ASSIGNED TASK ->
What lines of the data hold the string "terminal"? Copy them all.

DATASET ENTRIES ->
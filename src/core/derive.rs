//! Derived values of a puzzle session.
//!
//! Nothing here is stored. Every value is a pure function of the correct
//! chain and the authoritative fields of a [`Game`](super::Game), and is
//! recomputed on every read.

use super::chain::Chain;
use super::game::Guess;
use super::state::Status;
use serde::Serialize;

/// First `n` letters of `word`.
pub fn prefix(word: &str, n: usize) -> String {
    word.chars().take(n).collect()
}

/// Endpoints are always solved; a hidden word is solved once any confirmed
/// guess had it exactly right.
pub fn solved_by_index(chain: &Chain, guesses: &[Guess]) -> Vec<bool> {
    (0..chain.len())
        .map(|i| {
            chain.is_endpoint(i)
                || guesses
                    .iter()
                    .any(|g| g.get(i).map(String::as_str) == chain.word(i))
        })
        .collect()
}

/// How many hints were spent on each position.
pub fn hints_by_index(len: usize, hints: &[usize]) -> Vec<usize> {
    let mut counts = vec![0; len];
    for &index in hints {
        if let Some(count) = counts.get_mut(index) {
            *count += 1;
        }
    }
    counts
}

/// Revealed portion of every word: the whole word once solved, otherwise one
/// baseline letter plus one per hint, clamped to the word length.
pub fn current_chain(chain: &Chain, solved: &[bool], hint_counts: &[usize]) -> Vec<String> {
    chain
        .words()
        .iter()
        .enumerate()
        .map(|(i, word)| {
            if solved[i] {
                word.clone()
            } else {
                prefix(word, hint_counts[i] + 1)
            }
        })
        .collect()
}

/// Revealed prefix followed by whatever the player has typed beyond it.
pub fn current_guess(current_chain: &[String], suffixes: &[String]) -> Vec<String> {
    current_chain
        .iter()
        .zip(suffixes)
        .map(|(revealed, suffix)| format!("{revealed}{suffix}"))
        .collect()
}

pub fn guesses_remaining(max_guesses: usize, guesses: &[Guess]) -> usize {
    max_guesses.saturating_sub(guesses.len())
}

/// Override an intent-driven status with the terminal one when it applies.
///
/// Winning is checked first, so solving on the last guess is a win.
pub fn resolve_status(intended: Status, solved: &[bool], remaining: usize) -> Status {
    if solved.iter().all(|&s| s) {
        Status::Winner
    } else if remaining == 0 {
        Status::Loser
    } else {
        intended
    }
}

/// Status bucket of a restored session before terminal resolution.
///
/// More confirmed guesses than hints means the player confirmed and has not
/// picked a hint yet.
pub fn initial_status(guess_count: usize, hint_count: usize) -> Status {
    if guess_count > hint_count {
        Status::Selecting
    } else {
        Status::Guessing
    }
}

/// Everything a view needs to render a session, computed in one pass.
#[derive(Clone, Debug, PartialEq, Serialize)]
#[serde(rename_all = "camelCase")]
pub struct Derived {
    pub correct_chain: Chain,
    pub current_chain: Vec<String>,
    pub current_guess: Vec<String>,
    pub solved_by_index: Vec<bool>,
    pub hints_by_index: Vec<usize>,
    pub guesses_remaining: usize,
    pub guess_count: usize,
    pub status: Status,
}

impl Derived {
    pub fn compute(
        chain: &Chain,
        guesses: &[Guess],
        hints: &[usize],
        suffixes: &[String],
        status: Status,
        max_guesses: usize,
    ) -> Self {
        let solved_by_index = solved_by_index(chain, guesses);
        let hints_by_index = hints_by_index(chain.len(), hints);
        let current_chain = current_chain(chain, &solved_by_index, &hints_by_index);
        let current_guess = current_guess(&current_chain, suffixes);

        Self {
            correct_chain: chain.clone(),
            current_chain,
            current_guess,
            solved_by_index,
            hints_by_index,
            guesses_remaining: guesses_remaining(max_guesses, guesses),
            guess_count: guesses.len(),
            status,
        }
    }

    pub fn is_winner(&self) -> bool {
        self.status == Status::Winner
    }

    pub fn is_loser(&self) -> bool {
        self.status == Status::Loser
    }

    pub fn is_solved(&self, index: usize) -> bool {
        self.solved_by_index.get(index).copied().unwrap_or(false)
    }

    /// Word to show at `index`: the answer once the game is lost, otherwise
    /// the in-progress guess.
    pub fn displayed_word(&self, index: usize) -> Option<&str> {
        if self.is_loser() {
            self.correct_chain.word(index)
        } else {
            self.current_guess.get(index).map(String::as_str)
        }
    }

    /// Position can receive the next hint.
    pub fn is_selectable(&self, index: usize) -> bool {
        self.status == Status::Selecting
            && index < self.solved_by_index.len()
            && !self.is_solved(index)
    }

    /// Position accepts typed letters.
    pub fn is_editable(&self, index: usize) -> bool {
        self.status == Status::Guessing
            && index < self.solved_by_index.len()
            && !self.is_solved(index)
    }
}

#[cfg(test)]
mod tests {
    use super::*;

    fn chain() -> Chain {
        Chain::new(["board", "boat", "goat", "coats"]).unwrap()
    }

    fn guess(words: &[&str]) -> Guess {
        words.iter().map(|w| w.to_string()).collect()
    }

    #[test]
    fn endpoints_are_solved_without_guesses() {
        assert_eq!(solved_by_index(&chain(), &[]), vec![true, false, false, true]);
    }

    #[test]
    fn exact_match_in_any_guess_solves() {
        let guesses = vec![
            guess(&["board", "boat", "gx", "coats"]),
            guess(&["board", "bx", "gx", "coats"]),
        ];
        assert_eq!(
            solved_by_index(&chain(), &guesses),
            vec![true, true, false, true]
        );
    }

    #[test]
    fn short_guess_rows_do_not_panic() {
        let guesses = vec![guess(&["board"])];
        assert_eq!(
            solved_by_index(&chain(), &guesses),
            vec![true, false, false, true]
        );
    }

    #[test]
    fn hints_are_counted_per_index() {
        assert_eq!(hints_by_index(4, &[2, 1, 2, 7]), vec![0, 1, 2, 0]);
    }

    #[test]
    fn current_chain_reveals_one_letter_plus_hints() {
        let solved = vec![true, false, false, true];
        let counts = vec![0, 1, 2, 0];
        assert_eq!(
            current_chain(&chain(), &solved, &counts),
            vec!["board", "bo", "goa", "coats"]
        );
    }

    #[test]
    fn current_chain_is_clamped_to_word_length() {
        let solved = vec![true, false, false, true];
        let counts = vec![0, 9, 0, 0];
        assert_eq!(current_chain(&chain(), &solved, &counts)[1], "boat");
    }

    #[test]
    fn winner_takes_precedence_over_loser() {
        assert_eq!(resolve_status(Status::Selecting, &[true, true], 0), Status::Winner);
        assert_eq!(resolve_status(Status::Selecting, &[true, false], 0), Status::Loser);
        assert_eq!(resolve_status(Status::Selecting, &[true, false], 2), Status::Selecting);
    }

    #[test]
    fn initial_status_depends_on_pending_hint() {
        assert_eq!(initial_status(0, 0), Status::Guessing);
        assert_eq!(initial_status(1, 0), Status::Selecting);
        assert_eq!(initial_status(2, 2), Status::Guessing);
    }

    #[test]
    fn loser_view_displays_answers() {
        let view = Derived::compute(
            &chain(),
            &[],
            &[],
            &vec![String::new(); 4],
            Status::Loser,
            5,
        );
        assert_eq!(view.displayed_word(1), Some("boat"));

        let view = Derived {
            status: Status::Guessing,
            ..view
        };
        assert_eq!(view.displayed_word(1), Some("b"));
    }

    #[test]
    fn selectable_and_editable_follow_status() {
        let view = Derived::compute(
            &chain(),
            &[],
            &[],
            &vec![String::new(); 4],
            Status::Selecting,
            5,
        );
        assert!(view.is_selectable(1));
        assert!(!view.is_selectable(0));
        assert!(!view.is_editable(1));
    }
}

RESPONSE ->
/// Override an intent-driven status with the terminal one when it applies.
/// Status bucket of a restored session before terminal resolution.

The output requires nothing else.